As the tree matures and production increases, I would like to try an unusual recipe for peach gnocchi.  I enjoy gnocchi and that recipe from 101 Cookbooks looks interesting.  Keeping the link here will serve as a reference for when there are so many peaches in the summer garden that a new recipe can be tried.  In the meantime, I would be interested to know reviews since the recipe is a little labor intensive.

PS...the recipe calls for champagne.  Don't know why white wine couldn't be used instead.

Sunday, August 12, 2012


Mandevilla "Rio Deep Red"
Tender vining, compact shrub with glossy leaves and large, 3" dark red trumpet shaped flowers.  Great for hot, humid areas.  Water regularly and plant in a well drained acid, raised bed or container.  Protect from frost.
I picked up a red Mandevilla recently at Lowe's.  I do not typically purchase nursery items from box stores; but I was there while Farmer MacGregor was on a hardware run.  (He doesn't bother going to my favorite local hardware store - Floyd's.)  Now I'm searching for an unusual trellis.

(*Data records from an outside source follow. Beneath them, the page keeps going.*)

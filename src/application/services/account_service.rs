//! AccountService - accounts and their owner references.

use std::sync::Arc;

use super::path_id;
use crate::application::{IntegrityChecker, ServiceError};
use crate::domain::account::{Account, AccountDraft};
use crate::domain::foundation::{AccountId, EntityId, PageRequest, Timestamp};
use crate::ports::AccountRepository;

#[derive(Debug, Clone, Default)]
pub struct CreateAccountCommand {
    pub name: String,
    pub currency: String,
    pub account_type: String,
    pub initial_balance: f64,
    pub primary_owner_id: i64,
    pub second_owner_id: Option<i64>,
}

#[derive(Debug, Clone, Default)]
pub struct UpdateAccountCommand {
    pub id: i64,
    pub name: String,
    pub currency: String,
    pub account_type: String,
    pub initial_balance: f64,
    pub primary_owner_id: i64,
    pub second_owner_id: Option<i64>,
}

impl UpdateAccountCommand {
    fn is_empty(&self) -> bool {
        self.name.trim().is_empty()
            && self.currency.trim().is_empty()
            && self.account_type.trim().is_empty()
            && self.initial_balance == 0.0
            && self.primary_owner_id == 0
            && self.second_owner_id.is_none()
    }
}

#[derive(Debug, Clone, Copy, Default)]
pub struct ListAccountsQuery {
    pub skip: i64,
    pub limit: i64,
}

pub struct AccountService {
    repository: Arc<dyn AccountRepository>,
    integrity: Arc<IntegrityChecker>,
}

impl AccountService {
    pub fn new(repository: Arc<dyn AccountRepository>, integrity: Arc<IntegrityChecker>) -> Self {
        Self {
            repository,
            integrity,
        }
    }

    pub async fn create(&self, cmd: CreateAccountCommand) -> Result<Account, ServiceError> {
        let draft = AccountDraft::new(
            &cmd.name,
            &cmd.currency,
            &cmd.account_type,
            cmd.initial_balance,
            cmd.primary_owner_id,
            cmd.second_owner_id,
        )?;
        self.check_owners(&draft).await?;

        tracing::info!(
            name = %draft.name,
            account_type = %draft.account_type,
            primary_owner_id = %draft.primary_owner_id,
            "creating account"
        );
        Ok(self.repository.create(&draft, Timestamp::now()).await?)
    }

    pub async fn get(&self, id: i64) -> Result<Account, ServiceError> {
        let id: AccountId = path_id(id)?;
        self.fetch(id).await
    }

    pub async fn list(&self, query: ListAccountsQuery) -> Result<Vec<Account>, ServiceError> {
        let page = PageRequest::defaulted(query.skip, query.limit);
        tracing::info!(skip = page.skip(), limit = page.limit(), "listing accounts");

        let accounts = self.repository.list(page).await?;
        tracing::debug!(count = accounts.len(), "accounts found");
        Ok(accounts)
    }

    pub async fn update(&self, cmd: UpdateAccountCommand) -> Result<Account, ServiceError> {
        let id: AccountId = path_id(cmd.id)?;
        let existing = self.fetch(id).await?;

        if cmd.is_empty() {
            return Err(ServiceError::NoUpdatedData);
        }

        let draft = AccountDraft::new(
            &cmd.name,
            &cmd.currency,
            &cmd.account_type,
            cmd.initial_balance,
            cmd.primary_owner_id,
            cmd.second_owner_id,
        )?;
        self.check_owners(&draft).await?;

        if existing.matches(&draft) {
            return Err(ServiceError::NoUpdatedData);
        }

        tracing::info!(id = %id, "updating account");
        let updated = existing.with_changes(draft, Timestamp::now());
        Ok(self.repository.update(&updated).await?)
    }

    pub async fn delete(&self, id: i64) -> Result<(), ServiceError> {
        let id: AccountId = path_id(id)?;
        self.fetch(id).await?;
        self.integrity.ensure_account_unreferenced(id).await?;

        tracing::info!(id = %id, "deleting account");
        self.repository.delete(&id).await?;
        Ok(())
    }

    async fn fetch(&self, id: AccountId) -> Result<Account, ServiceError> {
        self.repository
            .find_by_id(&id)
            .await?
            .ok_or_else(|| ServiceError::not_found("account", id.as_i64()))
    }

    async fn check_owners(&self, draft: &AccountDraft) -> Result<(), ServiceError> {
        let fields = ["primary_owner_id", "second_owner_id"];
        for (field, owner) in fields.into_iter().zip(draft.owner_ids()) {
            self.integrity.require_person(field, owner).await?;
        }
        Ok(())
    }
}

This has been potted and placed on the east side of the pergola.  The pot rests on large pebbles in a saucer on terra cota feet.  It must be loving the recent hot, humid weather (aka swamp pants weather).
Sweet Potato Vine
I also picked up a sweet potato vine.  It's a vigorous grower that can make a big impact.It comes in chartreuse or purple.  I like chartreuse. Sweet potato vines do best during the warm days of summer and prefer moist, well-drained soil. They thrive in sun or shade.  This guy is in a hanging basket on the west side of the pergola and receives hot sun from mid-day until sunset.
Other non-edible vines in the garden are Wisteria and Jasemine.  Wisteria grows on the pergola to shade the east side.  Jasemine grows on the east side of the house getting punched by the sun from mid-morning to early afternoon.  So far, so good.  Everyone seems happy.  That's good because it has been too danged opressive out there to tend to anything. 
Come on October!  Let me hear you.

Saturday, August 4, 2012

Farmer MacGregor's Patio

Because it's hot and humid outside AND because I'm a wilting flower, this afternoon I played around with Windows Live Movie Maker. This effort is to chronicle the new patio that Farmer MacGregor installed this spring.  He's tired of waiting to see something posted regarding this nice work. 

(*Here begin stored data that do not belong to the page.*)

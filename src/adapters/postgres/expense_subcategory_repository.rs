//! PostgreSQL implementation of ExpenseSubCategoryRepository.

use async_trait::async_trait;
use sqlx::postgres::PgRow;
use sqlx::PgPool;

use super::{column, db_error, id_column, page_bind, timestamp_column};
use crate::domain::expense_subcategory::{ExpenseSubCategory, ExpenseSubCategoryDraft};
use crate::domain::foundation::{
    DomainError, EntityId, ExpenseCategoryId, ExpenseSubCategoryId, PageRequest, Timestamp,
};
use crate::ports::ExpenseSubCategoryRepository;

const COLUMNS: &str = "id, name, expense_category_id, created_at, updated_at";

#[derive(Clone)]
pub struct PostgresExpenseSubCategoryRepository {
    pool: PgPool,
}

impl PostgresExpenseSubCategoryRepository {
    pub fn new(pool: PgPool) -> Self {
        Self { pool }
    }
}

#[async_trait]
impl ExpenseSubCategoryRepository for PostgresExpenseSubCategoryRepository {
    async fn create(
        &self,
        draft: &ExpenseSubCategoryDraft,
        now: Timestamp,
    ) -> Result<ExpenseSubCategory, DomainError> {
        let row = sqlx::query(&format!(
            r#"
            INSERT INTO expense_subcategories (name, expense_category_id, created_at, updated_at)
            VALUES ($1, $2, $3, $3)
            RETURNING {}
            "#,
            COLUMNS
        ))
        .bind(&draft.name)
        .bind(draft.expense_category_id.as_i64())
        .bind(now.as_datetime())
        .fetch_one(&self.pool)
        .await
        .map_err(|e| db_error("insert expense subcategory", e))?;

        row_to_subcategory(&row)
    }

    async fn find_by_id(
        &self,
        id: &ExpenseSubCategoryId,
    ) -> Result<Option<ExpenseSubCategory>, DomainError> {
        let row = sqlx::query(&format!(
            "SELECT {} FROM expense_subcategories WHERE id = $1",
            COLUMNS
        ))
        .bind(id.as_i64())
        .fetch_optional(&self.pool)
        .await
        .map_err(|e| db_error("fetch expense subcategory", e))?;

        row.as_ref().map(row_to_subcategory).transpose()
    }

    async fn list(
        &self,
        page: PageRequest,
        category: Option<ExpenseCategoryId>,
    ) -> Result<Vec<ExpenseSubCategory>, DomainError> {
        // NULL category disables the filter
        let rows = sqlx::query(&format!(
            r#"
            SELECT {} FROM expense_subcategories
            WHERE ($1::BIGINT IS NULL OR expense_category_id = $1)
            ORDER BY created_at DESC, id DESC
            LIMIT $2 OFFSET $3
            "#,
            COLUMNS
        ))
        .bind(category.map(|c| c.as_i64()))
        .bind(page_bind(page.limit()))
        .bind(page_bind(page.skip()))
        .fetch_all(&self.pool)
        .await
        .map_err(|e| db_error("list expense subcategories", e))?;

        rows.iter().map(row_to_subcategory).collect()
    }

    async fn update(&self, subcategory: &ExpenseSubCategory) -> Result<ExpenseSubCategory, DomainError> {
        let row = sqlx::query(&format!(
            r#"
            UPDATE expense_subcategories SET
                name = $2,
                expense_category_id = $3,
                updated_at = $4
            WHERE id = $1
            RETURNING {}
            "#,
            COLUMNS
        ))
        .bind(subcategory.id.as_i64())
        .bind(&subcategory.name)
        .bind(subcategory.expense_category_id.as_i64())
        .bind(subcategory.updated_at.as_datetime())
        .fetch_optional(&self.pool)
        .await
        .map_err(|e| db_error("update expense subcategory", e))?;

        match row {
            Some(row) => row_to_subcategory(&row),
            None => Err(DomainError::not_found("expense subcategory", subcategory.id)),
        }
    }

    async fn delete(&self, id: &ExpenseSubCategoryId) -> Result<(), DomainError> {
        let result = sqlx::query("DELETE FROM expense_subcategories WHERE id = $1")
            .bind(id.as_i64())
            .execute(&self.pool)
            .await
            .map_err(|e| db_error("delete expense subcategory", e))?;

        if result.rows_affected() == 0 {
            return Err(DomainError::not_found("expense subcategory", id));
        }
        Ok(())
    }

    async fn count_by_category(&self, category: &ExpenseCategoryId) -> Result<u64, DomainError> {
        let (count,): (i64,) = sqlx::query_as(
            "SELECT COUNT(*) FROM expense_subcategories WHERE expense_category_id = $1",
        )
        .bind(category.as_i64())
        .fetch_one(&self.pool)
        .await
        .map_err(|e| db_error("count expense subcategories", e))?;

        Ok(count.max(0) as u64)
    }
}

fn row_to_subcategory(row: &PgRow) -> Result<ExpenseSubCategory, DomainError> {
    Ok(ExpenseSubCategory {
        id: id_column(row, "id")?,
        name: column(row, "name")?,
        expense_category_id: id_column(row, "expense_category_id")?,
        created_at: timestamp_column(row, "created_at")?,
        updated_at: timestamp_column(row, "updated_at")?,
    })
}
//! Account repository port.

use crate::domain::account::{Account, AccountDraft};
use crate::domain::foundation::{AccountId, DomainError, PageRequest, PersonId, Timestamp};
use async_trait::async_trait;

/// Storage contract for accounts.
#[async_trait]
pub trait AccountRepository: Send + Sync {
    /// Insert a new account and return the stored row.
    async fn create(&self, draft: &AccountDraft, now: Timestamp) -> Result<Account, DomainError>;

    /// Find an account by ID. Returns `None` if not found.
    async fn find_by_id(&self, id: &AccountId) -> Result<Option<Account>, DomainError>;

    /// One page of accounts ordered by id ascending.
    async fn list(&self, page: PageRequest) -> Result<Vec<Account>, DomainError>;

    /// Overwrite the mutable fields of an existing account.
    ///
    /// # Errors
    ///
    /// - `NotFound` if the account doesn't exist
    async fn update(&self, account: &Account) -> Result<Account, DomainError>;

    /// Remove an account.
    ///
    /// # Errors
    ///
    /// - `NotFound` if the account doesn't exist
    async fn delete(&self, id: &AccountId) -> Result<(), DomainError>;

    /// Number of accounts naming `owner` as primary or second owner.
    async fn count_by_owner(&self, owner: &PersonId) -> Result<u64, DomainError>;
}
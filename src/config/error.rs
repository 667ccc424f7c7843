//! Configuration error types

use thiserror::Error;

/// Errors that can occur during configuration loading
#[derive(Debug, Error)]
pub enum ConfigError {
    #[error("Configuration loading failed: {0}")]
    LoadError(#[from] config::ConfigError),

    #[error("Validation failed: {0}")]
    ValidationFailed(#[from] ValidationError),
}

/// Errors that can occur during configuration validation
#[derive(Debug, Error, PartialEq, Eq)]
pub enum ValidationError {
    #[error("Required configuration missing: {0}")]
    MissingRequired(&'static str),

    #[error("Invalid port number")]
    InvalidPort,

    #[error("Invalid bind address: {0}")]
    InvalidBindAddress(String),

    #[error("Invalid request timeout")]
    InvalidTimeout,

    #[error("Invalid database URL format")]
    InvalidDatabaseUrl,

    #[error("Pool min_connections exceeds max_connections")]
    InvalidPoolSize,

    #[error("Pool size exceeds maximum allowed (100)")]
    PoolSizeTooLarge,
}
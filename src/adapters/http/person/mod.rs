//! HTTP adapter for person endpoints.

mod dto;
mod handlers;
mod routes;

pub use dto::{ListPersonsParams, PersonRequest, PersonResponse};
pub use handlers::PersonHandlers;
pub use routes::person_routes;
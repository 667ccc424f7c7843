//! HTTP adapter for account endpoints.

mod dto;
mod handlers;
mod routes;

pub use dto::{AccountRequest, AccountResponse, ListAccountsParams};
pub use handlers::AccountHandlers;
pub use routes::account_routes;
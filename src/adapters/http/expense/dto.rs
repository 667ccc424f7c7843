//! HTTP DTOs for expense endpoints.

use serde::{Deserialize, Serialize};

use crate::application::ListExpensesQuery;
use crate::domain::foundation::EntityId;
use crate::domain::{Expense, ExpenseInput};

// ════════════════════════════════════════════════════════════════════════════
// Request DTOs
// ════════════════════════════════════════════════════════════════════════════

/// Body of both create and update requests. `date` is `YYYY-MM-DD`.
#[derive(Debug, Clone, Default, Deserialize)]
#[serde(default)]
pub struct ExpenseRequest {
    pub amount: f64,
    pub category_id: i64,
    pub subcategory_id: Option<i64>,
    pub date: String,
    pub payee_id: i64,
    pub account_id: i64,
    pub notes: String,
}

impl From<ExpenseRequest> for ExpenseInput {
    fn from(req: ExpenseRequest) -> Self {
        ExpenseInput {
            amount: req.amount,
            category_id: req.category_id,
            subcategory_id: req.subcategory_id,
            date: req.date,
            payee_id: req.payee_id,
            account_id: req.account_id,
            notes: req.notes,
        }
    }
}

/// Filters for listing. Zero ids and empty dates are ignored.
#[derive(Debug, Clone, Default, Deserialize)]
#[serde(default)]
pub struct ListExpensesParams {
    pub skip: i64,
    pub limit: i64,
    pub category_id: i64,
    pub subcategory_id: i64,
    pub payee_id: i64,
    pub account_id: i64,
    pub start_date: String,
    pub end_date: String,
}

impl From<ListExpensesParams> for ListExpensesQuery {
    fn from(params: ListExpensesParams) -> Self {
        ListExpensesQuery {
            skip: params.skip,
            limit: params.limit,
            category_id: params.category_id,
            subcategory_id: params.subcategory_id,
            payee_id: params.payee_id,
            account_id: params.account_id,
            start_date: params.start_date,
            end_date: params.end_date,
        }
    }
}

// ════════════════════════════════════════════════════════════════════════════
// Response DTOs
// ════════════════════════════════════════════════════════════════════════════

#[derive(Debug, Clone, PartialEq, Serialize, Deserialize)]
pub struct ExpenseResponse {
    pub id: i64,
    pub amount: f64,
    pub category_id: i64,
    #[serde(default, skip_serializing_if = "Option::is_none")]
    pub subcategory_id: Option<i64>,
    pub date: String,
    pub payee_id: i64,
    pub account_id: i64,
    #[serde(default, skip_serializing_if = "String::is_empty")]
    pub notes: String,
    pub created_at: String,
    pub updated_at: String,
}

impl From<Expense> for ExpenseResponse {
    fn from(expense: Expense) -> Self {
        Self {
            id: expense.id.as_i64(),
            amount: expense.amount,
            category_id: expense.category_id.as_i64(),
            subcategory_id: expense.subcategory_id.map(|id| id.as_i64()),
            date: expense.date.date().format("%Y-%m-%d").to_string(),
            payee_id: expense.payee_id.as_i64(),
            account_id: expense.account_id.as_i64(),
            notes: expense.notes,
            created_at: expense.created_at.as_datetime().to_rfc3339(),
            updated_at: expense.updated_at.as_datetime().to_rfc3339(),
        }
    }
}
//! Domain services, one per entity.
//!
//! Each service validates raw command input, runs the integrity checks,
//! rejects no-op updates, and delegates persistence to its repository port.

mod account_service;
mod expense_category_service;
mod expense_service;
mod expense_subcategory_service;
mod person_service;

pub use account_service::{AccountService, CreateAccountCommand, ListAccountsQuery, UpdateAccountCommand};
pub use expense_category_service::{
    CreateExpenseCategoryCommand, ExpenseCategoryService, ListExpenseCategoriesQuery,
    UpdateExpenseCategoryCommand,
};
pub use expense_service::{CreateExpenseCommand, ExpenseService, ListExpensesQuery, UpdateExpenseCommand};
pub use expense_subcategory_service::{
    CreateExpenseSubCategoryCommand, ExpenseSubCategoryService, ListExpenseSubCategoriesQuery,
    UpdateExpenseSubCategoryCommand,
};
pub use person_service::{CreatePersonCommand, ListPersonsQuery, PersonService, UpdatePersonCommand};

use crate::application::ServiceError;
use crate::domain::foundation::EntityId;
use crate::domain::validation;

/// Identifier taken from a request path; must be positive.
fn path_id<I: EntityId>(raw: i64) -> Result<I, ServiceError> {
    Ok(validation::required_id("id", raw)?)
}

Note:  This is a novice attempt.   Hollywood has nothing to fear. Now sit back and enjoy your popcorn.

Thursday, August 2, 2012

Problem Solved?

Root Knot Nematode damage was discovered in the fall of 2011.  French Marigolds are supposed to repel the boogers and starve them out.With that, seeds and seedlings were planted throughout the vegetable patch.  One bed in particular was going to be dedicated exclusively to the marigolds letting them reseed themselves then turn the spent plants under in the fall.  Sometimes plans just don't work out.
Volunteer Gold Currant Tomatoes have gone bonkers and are competing with the marigolds for turf.  The tomato plants are so loaded with the grape sized tomatoes that they constantly need to be restaked. This variety of tomato has been sprouting all over the garden this summer.  Why fight it?  If something good wants to grow with little to no work, I'm all for it.

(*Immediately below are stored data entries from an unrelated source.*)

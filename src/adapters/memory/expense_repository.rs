//! In-memory expense storage.

use async_trait::async_trait;
use std::cmp::Reverse;
use std::sync::Arc;
use tokio::sync::Mutex;

use super::Table;
use crate::domain::expense::{Expense, ExpenseDraft};
use crate::domain::foundation::{DomainError, EntityId, ExpenseId, PageRequest, Timestamp};
use crate::ports::{ExpenseFilter, ExpenseReference, ExpenseRepository};

#[derive(Debug, Clone, Default)]
pub struct InMemoryExpenseRepository {
    table: Arc<Mutex<Table<Expense>>>,
}

impl InMemoryExpenseRepository {
    pub fn new() -> Self {
        Self::default()
    }
}

#[async_trait]
impl ExpenseRepository for InMemoryExpenseRepository {
    async fn create(&self, draft: &ExpenseDraft, now: Timestamp) -> Result<Expense, DomainError> {
        let mut table = self.table.lock().await;
        let id = table.next_id();
        let expense = Expense {
            id: ExpenseId::from_raw(id),
            amount: draft.amount,
            category_id: draft.category_id,
            subcategory_id: draft.subcategory_id,
            date: draft.date,
            payee_id: draft.payee_id,
            account_id: draft.account_id,
            notes: draft.notes.clone(),
            created_at: now,
            updated_at: now,
        };
        table.put(id, expense.clone());
        Ok(expense)
    }

    async fn find_by_id(&self, id: &ExpenseId) -> Result<Option<Expense>, DomainError> {
        Ok(self.table.lock().await.get(id.as_i64()))
    }

    async fn list(&self, page: PageRequest, filter: &ExpenseFilter) -> Result<Vec<Expense>, DomainError> {
        let table = self.table.lock().await;
        let mut rows: Vec<_> = table.rows().filter(|e| filter.matches(e)).cloned().collect();
        rows.sort_by_key(|e| Reverse((e.date, e.created_at, e.id)));
        Ok(page.apply(rows))
    }

    async fn update(&self, expense: &Expense) -> Result<Expense, DomainError> {
        let mut table = self.table.lock().await;
        if !table.contains(expense.id.as_i64()) {
            return Err(DomainError::not_found("expense", expense.id));
        }
        table.put(expense.id.as_i64(), expense.clone());
        Ok(expense.clone())
    }

    async fn delete(&self, id: &ExpenseId) -> Result<(), DomainError> {
        if self.table.lock().await.remove(id.as_i64()) {
            Ok(())
        } else {
            Err(DomainError::not_found("expense", id))
        }
    }

    async fn count_referencing(&self, reference: ExpenseReference) -> Result<u64, DomainError> {
        let table = self.table.lock().await;
        Ok(table
            .rows()
            .filter(|e| reference.is_referenced_by(e))
            .count() as u64)
    }
}
//! HTTP DTOs for person endpoints.

use serde::{Deserialize, Serialize};

use crate::domain::foundation::EntityId;
use crate::domain::Person;

// ════════════════════════════════════════════════════════════════════════════
// Request DTOs
// ════════════════════════════════════════════════════════════════════════════

/// Body of both create and update requests.
#[derive(Debug, Clone, Default, Deserialize)]
#[serde(default)]
pub struct PersonRequest {
    pub name: String,
    pub email: String,
}

#[derive(Debug, Clone, Default, Deserialize)]
#[serde(default)]
pub struct ListPersonsParams {
    pub skip: i64,
    pub limit: i64,
}

// ════════════════════════════════════════════════════════════════════════════
// Response DTOs
// ════════════════════════════════════════════════════════════════════════════

#[derive(Debug, Clone, PartialEq, Serialize, Deserialize)]
pub struct PersonResponse {
    pub id: i64,
    pub name: String,
    pub email: String,
    pub created_at: String,
    pub updated_at: String,
}

impl From<Person> for PersonResponse {
    fn from(person: Person) -> Self {
        Self {
            id: person.id.as_i64(),
            name: person.name,
            email: person.email,
            created_at: person.created_at.as_datetime().to_rfc3339(),
            updated_at: person.updated_at.as_datetime().to_rfc3339(),
        }
    }
}
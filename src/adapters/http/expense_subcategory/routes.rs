use axum::{routing::get, Router};

use super::handlers::{
    create_subcategory, delete_subcategory, get_subcategory, list_subcategories,
    update_subcategory, ExpenseSubCategoryHandlers,
};

pub fn expense_subcategory_routes(handlers: ExpenseSubCategoryHandlers) -> Router {
    Router::new()
        .route(
            "/expenses/categories/subcategories",
            get(list_subcategories).post(create_subcategory),
        )
        .route(
            "/expenses/categories/subcategories/:id",
            get(get_subcategory)
                .put(update_subcategory)
                .delete(delete_subcategory),
        )
        .with_state(handlers)
}
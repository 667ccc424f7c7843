//! HTTP adapter for expense category endpoints.

mod dto;
mod handlers;
mod routes;

pub use dto::{ExpenseCategoryRequest, ExpenseCategoryResponse, ListExpenseCategoriesParams};
pub use handlers::ExpenseCategoryHandlers;
pub use routes::expense_category_routes;
//! ExpenseCategoryService - top-level expense classification.

use std::sync::Arc;

use super::path_id;
use crate::application::{IntegrityChecker, ServiceError};
use crate::domain::expense_category::{ExpenseCategory, ExpenseCategoryDraft};
use crate::domain::foundation::{EntityId, ExpenseCategoryId, PageRequest, Timestamp};
use crate::ports::ExpenseCategoryRepository;

#[derive(Debug, Clone, Default)]
pub struct CreateExpenseCategoryCommand {
    pub name: String,
}

#[derive(Debug, Clone, Default)]
pub struct UpdateExpenseCategoryCommand {
    pub id: i64,
    pub name: String,
}

#[derive(Debug, Clone, Copy, Default)]
pub struct ListExpenseCategoriesQuery {
    pub skip: i64,
    pub limit: i64,
}

pub struct ExpenseCategoryService {
    repository: Arc<dyn ExpenseCategoryRepository>,
    integrity: Arc<IntegrityChecker>,
}

impl ExpenseCategoryService {
    pub fn new(
        repository: Arc<dyn ExpenseCategoryRepository>,
        integrity: Arc<IntegrityChecker>,
    ) -> Self {
        Self {
            repository,
            integrity,
        }
    }

    pub async fn create(&self, cmd: CreateExpenseCategoryCommand) -> Result<ExpenseCategory, ServiceError> {
        let draft = ExpenseCategoryDraft::new(&cmd.name)?;
        tracing::info!(name = %draft.name, "creating expense category");
        Ok(self.repository.create(&draft, Timestamp::now()).await?)
    }

    pub async fn get(&self, id: i64) -> Result<ExpenseCategory, ServiceError> {
        let id: ExpenseCategoryId = path_id(id)?;
        self.fetch(id).await
    }

    /// Newest first. Limits outside `1..=100` fall back to 10.
    pub async fn list(
        &self,
        query: ListExpenseCategoriesQuery,
    ) -> Result<Vec<ExpenseCategory>, ServiceError> {
        let page = PageRequest::bounded(query.skip, query.limit);
        tracing::info!(skip = page.skip(), limit = page.limit(), "listing expense categories");
        Ok(self.repository.list(page).await?)
    }

    pub async fn update(&self, cmd: UpdateExpenseCategoryCommand) -> Result<ExpenseCategory, ServiceError> {
        let id: ExpenseCategoryId = path_id(cmd.id)?;
        let existing = self.fetch(id).await?;

        if cmd.name.trim().is_empty() {
            return Err(ServiceError::NoUpdatedData);
        }

        let draft = ExpenseCategoryDraft::new(&cmd.name)?;
        if existing.matches(&draft) {
            return Err(ServiceError::NoUpdatedData);
        }

        tracing::info!(id = %id, name = %draft.name, "updating expense category");
        let updated = existing.with_changes(draft, Timestamp::now());
        Ok(self.repository.update(&updated).await?)
    }

    pub async fn delete(&self, id: i64) -> Result<(), ServiceError> {
        let id: ExpenseCategoryId = path_id(id)?;
        self.fetch(id).await?;
        self.integrity.ensure_category_unreferenced(id).await?;

        tracing::info!(id = %id, "deleting expense category");
        self.repository.delete(&id).await?;
        Ok(())
    }

    async fn fetch(&self, id: ExpenseCategoryId) -> Result<ExpenseCategory, ServiceError> {
        self.repository
            .find_by_id(&id)
            .await?
            .ok_or_else(|| ServiceError::not_found("expense category", id.as_i64()))
    }
}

Marigolds (Only the French variety are supposed to repel nematodes.) were also planted in the planned tomato patch.  The tomatoes (Celebrity) are nematode resistant.  So far so good.  Asparagus was also planted to end the pest problem.  Again, so far so good.  Basil seeds were sown throughout this patch along with oregano.  Bingo.  Everything seems to be working fine.  If Root Knot Nematodes still exist in the beds, they are not causing any problems.  With crop rotation and continued use of my new French friends, this problem should only be a memory.

Now I need to research what to plant in the fall to continue this success.